━━ PROVIDED RECORDS

//! Copyright © 2025-2026 Wenze Wei. All Rights Reserved.
//!
//! This file is part of Opal Guard.
//! The Opal Guard project belongs to the Dunimd Team.
//!
//! Licensed under the Apache License, Version 2.0 (the "License");
//! You may not use this file except in compliance with the License.
//! You may obtain a copy of the License at
//!
//!     http://www.apache.org/licenses/LICENSE-2.0
//!
//! Unless required by applicable law or agreed to in writing, software
//! distributed under the License is distributed on an "AS IS" BASIS,
//! WITHOUT WARRANTIES OR CONDITIONS OF ANY KIND, either express or implied.
//! See the License for the specific language governing permissions and
//! limitations under the License.

const COUNT_IF_HINT: &str = "OPAL has no conditional aggregates. Derive a flag first with \
     make_col flag:if(condition, 1, 0), then aggregate it with sum(flag).";
const STRLEN_HINT: &str = "Use strlen(x) for string length or array_length(x) for arrays.";
const IF_NULL_HINT: &str = "Use if_null(value, fallback) to replace nulls.";
const IF_HINT: &str = "Use if(condition, then_value, else_value).";
const STRING_HINT: &str = "Use string(x) to convert a value to a string.";
const INT_HINT: &str = "Use int64(x) to convert a value to an integer.";
const FLOAT_HINT: &str = "Use float64(x) to convert a value to a float.";
const NOW_HINT: &str = "Use query_end_time() for the end of the query window.";
const MATCH_REGEX_HINT: &str = "Use match_regex(x, /pattern/) or the ~ operator with a regex literal.";
const COUNT_DISTINCT_HINT: &str = "Use count_distinct(x) (approximate) or count_distinct_exact(x).";
const ARRAY_AGG_HINT: &str = "Use array_agg(x) to collect values into an array.";
const PERCENTILE_HINT: &str = "Use percentile(x, 0.95) with a fraction between 0 and 1.";
const TIMESTAMP_HINT: &str =
    "Use from_seconds(x), from_milliseconds(x) or parse_isotime(s) to build a timestamp.";
const JSON_HINT: &str =
    "Use parse_json(x) and then dot access or get_field(object, \"key\") on the result.";
const TIME_BUCKET_HINT: &str =
    "Bucket time with timechart <interval> or read the bucket with bin_start_time().";
const DATE_DIFF_HINT: &str = "Subtract timestamps directly; the result is a duration.";
const DATE_ADD_HINT: &str = "Add a duration literal directly, e.g. timestamp + 1h.";
const FORMAT_TIME_HINT: &str = "Use format_time(timestamp, \"YYYY-MM-DD\").";

/// SQL-style function names that do not exist in OPAL, with the hint shown
/// to the author of the query.
pub const DISALLOWED_FUNCTIONS: &[(&str, &str)] = &[
    ("count_if", COUNT_IF_HINT),
    ("countif", COUNT_IF_HINT),
    ("sum_if", COUNT_IF_HINT),
    ("sumif", COUNT_IF_HINT),
    ("avg_if", COUNT_IF_HINT),
    ("length", STRLEN_HINT),
    ("len", STRLEN_HINT),
    ("char_length", STRLEN_HINT),
    ("character_length", STRLEN_HINT),
    ("substring", "Use substr(string, start, length)."),
    ("concat", "Use concat_strings(a, b, ...)."),
    ("coalesce", IF_NULL_HINT),
    ("ifnull", IF_NULL_HINT),
    ("nvl", IF_NULL_HINT),
    ("isnull", "Use is_null(x)."),
    ("nullif", "Use null_if(a, b)."),
    ("iif", IF_HINT),
    ("iff", IF_HINT),
    ("cast", "Use a conversion function such as int64(x), float64(x) or string(x)."),
    ("tostring", STRING_HINT),
    ("to_string", STRING_HINT),
    ("str", STRING_HINT),
    ("toint", INT_HINT),
    ("to_int", INT_HINT),
    ("int", INT_HINT),
    ("integer", INT_HINT),
    ("tofloat", FLOAT_HINT),
    ("to_float", FLOAT_HINT),
    ("float", FLOAT_HINT),
    ("double", FLOAT_HINT),
    ("now", NOW_HINT),
    ("current_timestamp", NOW_HINT),
    ("getdate", NOW_HINT),
    ("regexp_like", MATCH_REGEX_HINT),
    ("regex_match", MATCH_REGEX_HINT),
    ("rlike", MATCH_REGEX_HINT),
    ("regexp_replace", "Use replace_regex(x, /pattern/, replacement)."),
    ("regexp_extract", "Use get_regex(x, /pattern/, group)."),
    ("approx_count_distinct", COUNT_DISTINCT_HINT),
    ("distinct_count", COUNT_DISTINCT_HINT),
    ("dcount", COUNT_DISTINCT_HINT),
    ("string_agg", ARRAY_AGG_HINT),
    ("group_concat", ARRAY_AGG_HINT),
    ("listagg", ARRAY_AGG_HINT),
    ("collect_list", ARRAY_AGG_HINT),
    ("percentile_approx", PERCENTILE_HINT),
    ("approx_percentile", PERCENTILE_HINT),
    ("quantile", PERCENTILE_HINT),
    ("to_timestamp", TIMESTAMP_HINT),
    ("from_unixtime", TIMESTAMP_HINT),
    ("unix_timestamp", "Use to_seconds(timestamp) for epoch seconds."),
    ("json_extract", JSON_HINT),
    ("json_value", JSON_HINT),
    ("get_json_object", JSON_HINT),
    ("date_trunc", TIME_BUCKET_HINT),
    ("time_bucket", TIME_BUCKET_HINT),
    ("datediff", DATE_DIFF_HINT),
    ("date_diff", DATE_DIFF_HINT),
    ("dateadd", DATE_ADD_HINT),
    ("date_add", DATE_ADD_HINT),
    ("date_format", FORMAT_TIME_HINT),
    ("strftime", FORMAT_TIME_HINT),
    ("ucase", "Use upper(x)."),
    ("lcase", "Use lower(x)."),
];
//! Copyright © 2025-2026 Wenze Wei. All Rights Reserved.
//!
//! This file is part of Opal Guard.
//! The Opal Guard project belongs to the Dunimd Team.
//!
//! Licensed under the Apache License, Version 2.0 (the "License");
//! You may not use this file except in compliance with the License.
//! You may obtain a copy of the License at
//!
//!     http://www.apache.org/licenses/LICENSE-2.0
//!
//! Unless required by applicable law or agreed to in writing, software
//! distributed under the License is distributed on an "AS IS" BASIS,
//! WITHOUT WARRANTIES OR CONDITIONS OF ANY KIND, either express or implied.
//! See the License for the specific language governing permissions and
//! limitations under the License.

//! Wraps bare metric selection in an `align` stage.
//!
//! `m("cpu")` and `m_tdigest("latency")` only produce values inside `align`.
//! Two shapes are repaired, and only when the query holds exactly one metric
//! call and no `align` stage:
//!
//! - a bare call compared in a `filter`:
//!   `filter m("cpu") > 80` becomes
//!   `align cpu:avg(m("cpu")) | filter cpu > 80`
//! - an aggregate wrapped directly around the call in an aggregation stage:
//!   `statsby peak:max(m("cpu")), group_by(host)` becomes
//!   `align cpu:max(m("cpu")) | aggregate peak:max(cpu), group_by(host)`
//!
//! Anything else is left for the validator to report.

use std::ops::Range;
use std::sync::OnceLock;

use regex::Regex;

use crate::lexer::{scan, OpalScan};
use crate::pass::{OpalPassContext, OpalPassOutcome, OpalRewrite};
use crate::passes::{continues_path, matching_paren, paren_depth, splice, stage_verb};
use crate::reference::{
    reference_tables, AGGREGATION_STAGE_VERBS, METRIC_SELECTORS, METRIC_WRAPPER_VERB,
};

pub const NAME: &str = "metric_pipeline";

const RATIONALE: &str = "metric selection with m() only yields values inside an align stage, \
     so the metric is aligned first and later stages use the aligned column.";

fn selector_call() -> &'static Regex {
    static RE: OnceLock<Regex> = OnceLock::new();
    RE.get_or_init(|| Regex::new(r"\b(m_tdigest|m)\s*\(").expect("valid metric call pattern"))
}

fn metric_name() -> &'static Regex {
    static RE: OnceLock<Regex> = OnceLock::new();
    RE.get_or_init(|| {
        Regex::new(r#"^\s*(?:"([^"]+)"|'([^']+)')\s*$"#).expect("valid metric name pattern")
    })
}

/// One metric selector call located in the query.
struct MetricCall<'q> {
    selector: &'q str,
    span: Range<usize>,
    name: &'q str,
}

/// Column name for an aligned metric: identifier-safe, never starting with a digit.
fn aligned_field(metric: &str) -> String {
    let cleaned: String = metric
        .chars()
        .map(|ch| if ch.is_ascii_alphanumeric() { ch } else { '_' })
        .collect();
    let cleaned = cleaned.trim_matches('_');
    if cleaned.is_empty() || cleaned.starts_with(|ch: char| ch.is_ascii_digit()) {
        format!("metric_{cleaned}")
    } else {
        cleaned.to_string()
    }
}

fn locate_calls<'q>(query: &'q str, scanned: &OpalScan) -> Vec<(Range<usize>, &'q str, usize)> {
    selector_call()
        .captures_iter(query)
        .filter_map(|caps| {
            let whole = caps.get(0)?;
            let selector = caps.get(1)?;
            if scanned.in_literal(whole.start()) || continues_path(query, whole.start()) {
                return None;
            }
            Some((whole.start()..whole.end(), selector.as_str(), whole.end() - 1))
        })
        .collect()
}

/// The call `name(` whose argument list begins right before `pos`.
fn enclosing_call(query: &str, pos: usize) -> Option<(Range<usize>, usize)> {
    let before = query[..pos].trim_end();
    if !before.ends_with('(') {
        return None;
    }
    let open = before.len() - 1;
    let name_end = query[..open].trim_end().len();
    let name_start = match query[..name_end]
        .char_indices()
        .rev()
        .find(|(_, ch)| !(ch.is_ascii_alphanumeric() || *ch == '_'))
    {
        // A non-ASCII letter makes the whole word an unknown name.
        Some((_, ch)) if ch.is_alphanumeric() => return None,
        Some((idx, ch)) => idx + ch.len_utf8(),
        None => 0,
    };
    if name_start == name_end {
        return None;
    }
    Some((name_start..name_end, open))
}

pub fn apply(query: &str, _ctx: &OpalPassContext<'_>) -> OpalPassOutcome {
    let scanned = scan(query);
    if scanned
        .stages
        .iter()
        .any(|stage| stage_verb(query, stage) == Some(METRIC_WRAPPER_VERB))
    {
        return OpalPassOutcome::unchanged(query);
    }

    let calls = locate_calls(query, &scanned);
    let [(head, selector, open)] = calls.as_slice() else {
        return OpalPassOutcome::unchanged(query);
    };
    let Some(close) = matching_paren(query, &scanned, *open) else {
        return OpalPassOutcome::unchanged(query);
    };
    let Some(name) = metric_name()
        .captures(&query[open + 1..close])
        .and_then(|caps| caps.get(1).or_else(|| caps.get(2)))
    else {
        return OpalPassOutcome::unchanged(query);
    };
    let call = MetricCall {
        selector: *selector,
        span: head.start..close + 1,
        name: name.as_str(),
    };
    let Some(stage) = scanned
        .stages
        .iter()
        .find(|stage| stage.contains(&call.span.start))
    else {
        return OpalPassOutcome::unchanged(query);
    };

    let rewritten = match stage_verb(query, stage) {
        Some("filter") => wrap_filter(query, &scanned, stage, &call),
        Some(verb) if AGGREGATION_STAGE_VERBS.contains(&verb) => {
            wrap_aggregate(query, &scanned, stage, verb, &call)
        }
        _ => None,
    };
    let Some(replacement) = rewritten else {
        return OpalPassOutcome::unchanged(query);
    };

    let rewrites = vec![OpalRewrite::new(&query[stage.clone()], replacement.clone())];
    let out = splice(query, vec![(stage.clone(), replacement)]);
    OpalPassOutcome::rewritten(out, NAME, rewrites, RATIONALE)
}

fn wrap_filter(
    query: &str,
    scanned: &OpalScan,
    stage: &Range<usize>,
    call: &MetricCall<'_>,
) -> Option<String> {
    if call.selector != "m" || paren_depth(query, scanned, stage.start, call.span.start) != 0 {
        return None;
    }
    let field = aligned_field(call.name);
    let call_text = &query[call.span.clone()];
    Some(format!(
        "align {field}:avg({call_text}) | {}{field}{}",
        &query[stage.start..call.span.start],
        &query[call.span.end..stage.end]
    ))
}

fn wrap_aggregate(
    query: &str,
    scanned: &OpalScan,
    stage: &Range<usize>,
    verb: &str,
    call: &MetricCall<'_>,
) -> Option<String> {
    let (agg_name, outer_open) = enclosing_call(query, call.span.start)?;
    if agg_name.start < stage.start {
        return None;
    }
    let aggregate = &query[agg_name.clone()];
    if METRIC_SELECTORS.contains(&aggregate) || !reference_tables().is_function(aggregate) {
        return None;
    }
    let outer_close = matching_paren(query, scanned, outer_open)?;
    // The metric call must be the aggregate's only argument.
    if !query[call.span.end..outer_close].trim().is_empty() {
        return None;
    }

    let field = aligned_field(call.name);
    let call_text = &query[call.span.clone()];
    let body_start = stage.start + verb.len();
    let verb = if verb == "statsby" { "aggregate" } else { verb };
    Some(format!(
        "align {field}:{aggregate}({call_text}) | {verb}{}{aggregate}({field}){}",
        &query[body_start..agg_name.start],
        &query[outer_close + 1..stage.end]
    ))
}

#[cfg(test)]
mod tests {
    use super::*;

    fn run(query: &str) -> OpalPassOutcome {
        apply(query, &OpalPassContext::default())
    }

    #[test]
    fn wraps_bare_filter_call() {
        let outcome = run(r#"filter m("cpu_usage") > 80"#);
        assert_eq!(
            outcome.query,
            r#"align cpu_usage:avg(m("cpu_usage")) | filter cpu_usage > 80"#
        );
        assert!(outcome.fired());
    }

    #[test]
    fn wraps_aggregate_around_metric() {
        let outcome = run(r#"statsby peak:max(m("memory.used")), group_by(host) | limit 5"#);
        assert_eq!(
            outcome.query,
            r#"align memory_used:max(m("memory.used")) | aggregate peak:max(memory_used), group_by(host) | limit 5"#
        );
    }

    #[test]
    fn existing_align_is_untouched() {
        assert!(!run(r#"align cpu:avg(m("cpu")) | filter cpu > 80"#).fired());
    }

    #[test]
    fn several_metric_calls_are_ambiguous() {
        assert!(!run(r#"filter m("a") > m("b")"#).fired());
    }

    #[test]
    fn nested_filter_call_is_ambiguous() {
        assert!(!run(r#"filter abs(m("cpu")) > 80"#).fired());
    }

    #[test]
    fn metric_name_inside_string_is_ignored() {
        assert!(!run(r#"filter body = "m(\"cpu\")""#).fired());
    }

    #[test]
    fn non_ascii_aggregate_name_is_left_alone() {
        assert!(!run(r#"statsby p:émax(m("cpu"))"#).fired());
        let outcome = run(r#"statsby p: max(m("cpu")), label:"é""#);
        assert_eq!(
            outcome.query,
            r#"align cpu:max(m("cpu")) | aggregate p: max(cpu), label:"é""#
        );
    }

    #[test]
    fn aligned_field_is_identifier_safe() {
        assert_eq!(aligned_field("http.server.duration"), "http_server_duration");
        assert_eq!(aligned_field("5xx_rate"), "metric_5xx_rate");
        assert_eq!(aligned_field("..."), "metric_");
    }
}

━━━━

WHAT YOU HAVE TO DO –
What you give back should be exactly the lines of the data above from the line with "const STRLEN_HINT: &str" through the line with "const MATCH_REGEX_HINT: &str", both of those included, and nothing more.

TASK RESULT –
const STRLEN_HINT: &str = "Use strlen(x) for string length or array_length(x) for arrays.";
const IF_NULL_HINT: &str = "Use if_null(value, fallback) to replace nulls.";
const IF_HINT: &str = "Use if(condition, then_value, else_value).";
const STRING_HINT: &str = "Use string(x) to convert a value to a string.";
const INT_HINT: &str = "Use int64(x) to convert a value to an integer.";
const FLOAT_HINT: &str = "Use float64(x) to convert a value to a float.";
const NOW_HINT: &str = "Use query_end_time() for the end of the query window.";
const MATCH_REGEX_HINT: &str = "Use match_regex(x, /pattern/) or the ~ operator with a regex literal.";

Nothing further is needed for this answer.